新学習指導要領 〜教育新動向〜

学力の本質について考える
東京工業大学 教育工学開発センター教授 赤堀侃司(あかほり・かんじ)先生
八戸市教育委員会総合教育センター指導主事 戸来忠雄(へらい・ただお)先生

PISA(OECD(経済協力開発機構)による生徒の学習到達度調査)の結果が発表され、改めて注目を集めることになった学力問題。2004年12月の発表以来、いまだに多くの議論を巻き起こしているが、そもそも学力とは何を指すのか。それは本当に低下しているのか。また、問題があるとすればそれはなぜ起こり、どうすれば解決することができるのだろうか。

今回の「気になる話題」では、赤堀侃司先生(東京工業大学教授)を聞き手に、戸来忠雄先生(八戸市総合教育センター指導主事)から、学力問題の本質と克服について語っていただいた。

数値化できる学力ではなく
子どもの状態を観る

対談中の戸来先生

「そもそもこれまで一般的に「学力」と呼ばれてきたものは、測定できる、数値化しやすい力のことだったように思うんです」戸来先生はこう切り出した。
「数値評価になじまない力というのはいくらもあるわけです。ですが、評価が数値で下される以上、教育の目標がそこへ行かざるを得なくなるんですね。本当に身につけさせたいこととは別に、評価の数値を高めるための授業改善になっていく危険はないだろうか──そんな危惧が大いにあります」

「確かにそうですね。そこにある学力を測るための評価が、逆に評価しうるものだけが『ある』とされることで、学びを規定したり、スポイルしてしまっている面は否めないと思います」と赤堀先生。

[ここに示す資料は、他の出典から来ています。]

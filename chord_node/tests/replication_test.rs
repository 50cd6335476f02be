use chord_proto::chord::chord_client::ChordClient;
use chord_proto::chord::{GetRequest, PutRequest};
use std::time::Duration;
use tonic::Request;

mod common;
use common::{stabilize_ring, start_node};

#[tokio::test]
async fn put_replicates_to_successors_and_survives_leader_failure() {
    let (node0, addr0, handle0) = start_node(8).await;
    let (node1, addr1, h1) = start_node(8).await;
    let (node2, addr2, h2) = start_node(8).await;

    node1.join(addr0.clone()).await.unwrap();
    node2.join(addr0.clone()).await.unwrap();

    let mut members = vec![(node0, addr0, handle0), (node1, addr1, h1), (node2, addr2, h2)];
    let nodes: Vec<_> = members.iter().map(|(n, _, _)| n.clone()).collect();
    stabilize_ring(&nodes, 12).await;

    let key = "replication_key";
    let value = b"replication_value".to_vec();

    let leader_addr = members[0].1.clone();
    let mut client = ChordClient::connect(format!("http://{}", leader_addr)).await.unwrap();
    client
        .put(Request::new(PutRequest {
            key: key.to_string(),
            value: value.clone(),
        }))
        .await
        .expect("put");

    // Let the leader's send_replicas fan-out land.
    tokio::time::sleep(Duration::from_millis(500)).await;

    let mut owner_index = None;
    for (i, (node, _, _)) in members.iter().enumerate() {
        if node.local_value(key).await.as_deref() == Some(value.as_slice()) {
            owner_index = Some(i);
            break;
        }
    }
    let owner_index = owner_index.expect("some node must own the key");
    let owner_id = members[owner_index].0.id.clone();

    let mut replicated_elsewhere = false;
    for (node, _, _) in &members {
        if node.id != owner_id && node.is_replica_holder(&owner_id, key).await {
            replicated_elsewhere = true;
        }
    }
    assert!(replicated_elsewhere, "key was never replicated off the leader");

    // Kill the owner and confirm a survivor still serves the key.
    let (owner_node, _, owner_handle) = members.remove(owner_index);
    owner_handle.abort();
    let survivors: Vec<_> = members.iter().map(|(n, _, _)| n.clone()).collect();
    stabilize_ring(&survivors, 12).await;

    let survivor_addr = members[0].1.clone();
    let mut client = ChordClient::connect(format!("http://{}", survivor_addr)).await.unwrap();
    let resp = client
        .get(Request::new(GetRequest { key: key.to_string() }))
        .await
        .expect("get after leader failure");
    assert_eq!(resp.into_inner().value, value);
    assert_ne!(owner_node.id, members[0].0.id);
}
use std::collections::HashMap;

/// A replica group this node currently holds a copy of: either its
/// own (it is the leader) or one it follows because it is in the
/// leader's successor list. `leader_id` is the big-endian id bytes of
/// the leader.
#[derive(Debug, Clone)]
pub struct ReplicaGroup {
    pub leader_id: Vec<u8>,
    pub data: HashMap<String, Vec<u8>>,
}

impl ReplicaGroup {
    pub fn new(leader_id: Vec<u8>) -> Self {
        ReplicaGroup {
            leader_id,
            data: HashMap::new(),
        }
    }
}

つまり評価論無しに学力は語れない、というわけだ。

戸来先生は言う。
「そもそも教師の教師たるゆえんは、子どもの力や心の状態を認識する力にあるんじゃないでしょうか」

単なる知識の伝達なら、その知識を持っている人なら誰でもできること。そこにとどまらず、深い関わり合いを子どもとの間に築き、刻々と変化する子どもの状態を把握しつつ、絶妙なタイミングで指導や支援を行って、子どもの力を引き出す。それこそが教師に求められている力だというのが戸来先生の主張だ。

この「刻々変化する子どもの状態」を把握することに評価のひとつの本質があるとすれば、それが学習の後にその結果を測る試験だけで達成できるものでないことは明らかだろう。

基礎基本とは
与えられる知識ではない

対談中の赤堀先生

ここで赤堀先生から問いが投げかけられた。
「評価と学力についての戸来先生のご意見には大変うなずける点が多いですね。とは言え一方で、それがすべてではないにせよ学力低下を指摘するデータや声があって、教育現場としてはそれに対応せざるを得ない現実があります。先生はこうした状況に、いかにして対処すべきだとお考えでしょうか」

「現在、学力低下への対策として検討されているのは、いわゆる受験対象教科の授業時間数拡大による《基礎基本》の定着ですね。ですが私は、ここでいう基礎基本の考え方にも違和感を持っているんですよ」と戸来先生。

確かに、古くから基礎基本というと読み書きそろばんを指すと考えられてきた。したがってどうしても国語算数など受験対象教科の時間を増やせという議論になってくることになる。戸来先生はさらに続けた。

「ですが私は、本当の基礎基本とはそうした個々の教科に即したところにあるのではなくて、そのさらに下にある地下プレートのような一枚の岩みたいなものだと考えています。それは人間形成の初期段階での基礎基本というべきものかもしれません」

ここで戸来先生の言う「地下プレートのような一枚の岩」とはどのようなものなのだろうか。それは一口に言うなら、生きる体験とでもいうべきもののようだ。

「知識という名の答えを教えるのではなくて、問題や課題にぶつかる体験を数多く積ませること。答えばかりではなくて「なぜ」「どうして」という疑問を子どもの中にため込むこと。実際の成功と失敗を身をもって体験することが、人間形成の初期段階に必要な《基礎基本》になると思うんです」
「体験に根ざしたしっかりとした土台で子どもたちを支えてあげる。もちろんすべてを体験させることはできませんが、基礎基本の源を体験に置き、それを土台にした上でしかるべき知識や刺激を与えたとき、子どもの可能性が花開き、気づきや感動が起こると私は思っているのです」

「なるほど、そうした体験に根ざしていない知識は、テストの点にはつながるかもしれないけれど、それ以上の実りが得にくいということなんでしょうね。何のために学ぶのかという目的意識も育ちにくい。確かにそう感じますね」と赤堀先生。

これまで「学ぶ上での基礎知識=基礎基本」とされてきた。しかしその知識が、他者から注入された知識であってはダメだと戸来先生は言う。生活や学習の根幹となる知識が他者から与えられたものであるか、自らつかみ取ったものであるかの違いは決して小さくないはずだ。